Calu-3 cells were seeded at 3 × 104 cells/well in a 96-well plate (Nunc) 24 h before experiments. Nanoparticles were formed using electrostatic complexation in a final volume of 125 μL/well in serum-free Dulbecco’s modified Eagle’s medium (DMEM) using 100 nM fluorescently tagged FITC–siRNA. Nanoparticles, or free siRNA controls, were then incubated with the cells at 37 °C and 5% CO2 for 2, 4 and 24 h. The cells were washed with PBS and fixed using 4% paraformaldehyde. The cells were then stained for f-actin using phalloidin–TRITC and Hoechst nuclear stain. Image analysis was achieved using the InCell 1000 High Content Analyzer. Four random fields were viewed per well, and the various treatments were repeated in quadruplicate. The fluorescence intensity of the dyes was monitored at the excitation and emission wavelengths specific to each dye—i.e., 360 and 460 nm for Hoechst, 480 and 535 nm for FITC–siRNA, and 535 and 600 nm for phalloidin–TRITC. The exposure times and hardware autofocus (HWAF) values were varied to optimize the image quality. After acquisition of the images, the data were analyzed using InCell 1000 Workstation software and multitarget analysis with various settings for each of the parameters (Table S1). Specifically, minimum PEGtide–siRNA nanocomplex diameters were measured using the “organelle” function Workstation software and gated to include only FITC-positive particles of a designated size that were inside cells. These were proofed against negative controls to eliminate background/artifact detection and total particles within cells were counted and averaged. All samples were run in quadruplicate, and the experiment was repeated on three independent occasions.

siRNA Nanoparticle-Mediated Luciferase Knockdown in Calu-3 Cells

Calu-3 cells were seeded at a density of 5 × 104 in 48-well plates 24 h prior to transfection. Thereafter, the cells were first transfected with the luciferase control vector plasmid (Promega, U.K.) and SuperFect transfection reagent (Qiagen, Manchester, U.K.) at a dose of 0.75 μg of pDNA/3 μL of SuperFect in 100 μL of serum-free DMEM per well for 4 h. The cells were then washed three times with warm PBS and transfected with antiluciferase PEGtide–siRNA nanoparticles consisting of either antiluciferase siRNA or negative control siRNA at 100 nM/well in 250 μL of serum-containing media, followed by incubation for 24 h at 37 °C and 5% CO2.

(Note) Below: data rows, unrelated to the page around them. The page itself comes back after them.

//! OIDC mapper that computes a claim from a server-side script.

// self
use crate::{
	_prelude::*,
	api::protocol_mapper::{
		ADD_TO_ACCESS_TOKEN_FIELD, ADD_TO_ID_TOKEN_FIELD, ADD_TO_USERINFO_FIELD, CLAIM_NAME_FIELD,
		CLAIM_VALUE_TYPE_FIELD, MULTIVALUED_FIELD, MapperParent, ProtocolMapper, SCRIPT_FIELD,
		TypedProtocolMapper,
	},
	client::KeycloakClient,
};

/// `oidc-script-based-protocol-mapper` attached to a client or client scope.
#[derive(Clone, Debug, Default, PartialEq, Eq)]
pub struct OpenIdScriptProtocolMapper {
	/// Identifier; empty before creation.
	pub id: String,
	/// Mapper name.
	pub name: String,
	/// Attachment point.
	pub parent: MapperParent,
	/// Emit the claim in ID tokens.
	pub add_to_id_token: bool,
	/// Emit the claim in access tokens.
	pub add_to_access_token: bool,
	/// Emit the claim from the userinfo endpoint.
	pub add_to_userinfo: bool,
	/// Emit the claim as an array.
	pub multivalued: bool,
	/// Claim name.
	pub claim_name: String,
	/// JSON type of the claim value.
	pub claim_value_type: String,
	/// Script source.
	pub script: String,
}
impl TypedProtocolMapper for OpenIdScriptProtocolMapper {
	const PROTOCOL: &'static str = "openid-connect";
	const PROTOCOL_MAPPER: &'static str = "oidc-script-based-protocol-mapper";

	fn id(&self) -> &str {
		&self.id
	}

	fn set_id(&mut self, id: String) {
		self.id = id;
	}

	fn name(&self) -> &str {
		&self.name
	}

	fn parent(&self) -> &MapperParent {
		&self.parent
	}

	fn config(&self) -> BTreeMap<String, String> {
		BTreeMap::from([
			(ADD_TO_ID_TOKEN_FIELD.into(), self.add_to_id_token.to_string()),
			(ADD_TO_ACCESS_TOKEN_FIELD.into(), self.add_to_access_token.to_string()),
			(ADD_TO_USERINFO_FIELD.into(), self.add_to_userinfo.to_string()),
			(MULTIVALUED_FIELD.into(), self.multivalued.to_string()),
			(CLAIM_NAME_FIELD.into(), self.claim_name.clone()),
			(CLAIM_VALUE_TYPE_FIELD.into(), self.claim_value_type.clone()),
			(SCRIPT_FIELD.into(), self.script.clone()),
		])
	}

	fn from_generic(mapper: ProtocolMapper, parent: MapperParent) -> Self {
		Self {
			add_to_id_token: mapper.config_flag(ADD_TO_ID_TOKEN_FIELD),
			add_to_access_token: mapper.config_flag(ADD_TO_ACCESS_TOKEN_FIELD),
			add_to_userinfo: mapper.config_flag(ADD_TO_USERINFO_FIELD),
			multivalued: mapper.config_flag(MULTIVALUED_FIELD),
			claim_name: mapper.config_value(CLAIM_NAME_FIELD).into(),
			claim_value_type: mapper.config_value(CLAIM_VALUE_TYPE_FIELD).into(),
			script: mapper.config_value(SCRIPT_FIELD).into(),
			id: mapper.id,
			name: mapper.name,
			parent,
		}
	}
}

impl KeycloakClient {
	/// Fetches a script mapper.
	pub async fn get_openid_script_protocol_mapper(
		&self,
		parent: &MapperParent,
		id: &str,
	) -> Result<OpenIdScriptProtocolMapper> {
		self.get_protocol_mapper(parent, id).await
	}

	/// Creates a script mapper and records its id.
	pub async fn new_openid_script_protocol_mapper(
		&self,
		mapper: &mut OpenIdScriptProtocolMapper,
	) -> Result<()> {
		self.new_protocol_mapper(mapper).await
	}

	/// Replaces a script mapper.
	pub async fn update_openid_script_protocol_mapper(
		&self,
		mapper: &OpenIdScriptProtocolMapper,
	) -> Result<()> {
		self.update_protocol_mapper(mapper).await
	}

	/// Deletes a script mapper.
	pub async fn delete_openid_script_protocol_mapper(
		&self,
		parent: &MapperParent,
		id: &str,
	) -> Result<()> {
		self.delete_protocol_mapper(parent, id).await
	}

	/// Checks the parent and name uniqueness of a script mapper.
	pub async fn validate_openid_script_protocol_mapper(
		&self,
		mapper: &OpenIdScriptProtocolMapper,
	) -> Result<()> {
		self.validate_protocol_mapper(mapper).await
	}
}

#[cfg(test)]
mod tests {
	// self
	use super::*;

	#[test]
	fn flags_are_written_as_strings() {
		let mapper = OpenIdScriptProtocolMapper {
			name: "script".into(),
			parent: MapperParent::client("test", "c1"),
			add_to_id_token: true,
			add_to_access_token: true,
			claim_name: "bar".into(),
			claim_value_type: "String".into(),
			script: "exports = 'foo';".into(),
			..Default::default()
		};
		let generic = mapper.to_generic();

		assert_eq!(generic.protocol, "openid-connect");
		assert_eq!(generic.config_value(ADD_TO_ID_TOKEN_FIELD), "true");
		assert_eq!(generic.config_value(ADD_TO_USERINFO_FIELD), "false");
		assert_eq!(
			OpenIdScriptProtocolMapper::from_generic(generic, mapper.parent.clone()),
			mapper
		);
	}
}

Control transfections involving siRNA were carried out using the cationic, lipid-based RNAiFect transfection vector (Qiagen, Manchester, U.K.). siRNA (1 μg) was diluted to 100 μL in the supplied Buffer EC-R and vortexed. The appropriate amount of RNAiFect reagent was then added, and the solution was vortexed again for 10 s. The samples were incubated at room temperature for 20 min to allow complex formation. Thereafter, the particles were diluted with serum-containing medium to a final siRNA concentration of 100 nM before adding 250 μL of the diluted solution to the cells.

Luciferase expression was assessed using the luciferase assay system (Promega) and was read using a Wallac 1420 Multilabel Counter (PerkinElmer). The protein expression in each sample was examined using the Micro bicinchoninic acid (BCA) protein assay kit (Pierce) according to the product instructions. All samples were run in quadruplicate, and the experiment was repeated on three independent occasions.

siRNA Nanoparticle-Mediated Luciferase Knockdown in mHypo N41 Cells

The mouse embryonic hypothalamic cell line mHypoE N41 was obtained from tebu-bio (Le Perray-en-Yvelines, France) and was maintained in Dulbecco’s modified Eagle’s medium (DMEM) supplemented with 10% fetal bovine serum in a humidified 37 °C incubator with 5% CO2. The cells were seeded in 24-well plates at a density of 3.5 × 104 cells/well.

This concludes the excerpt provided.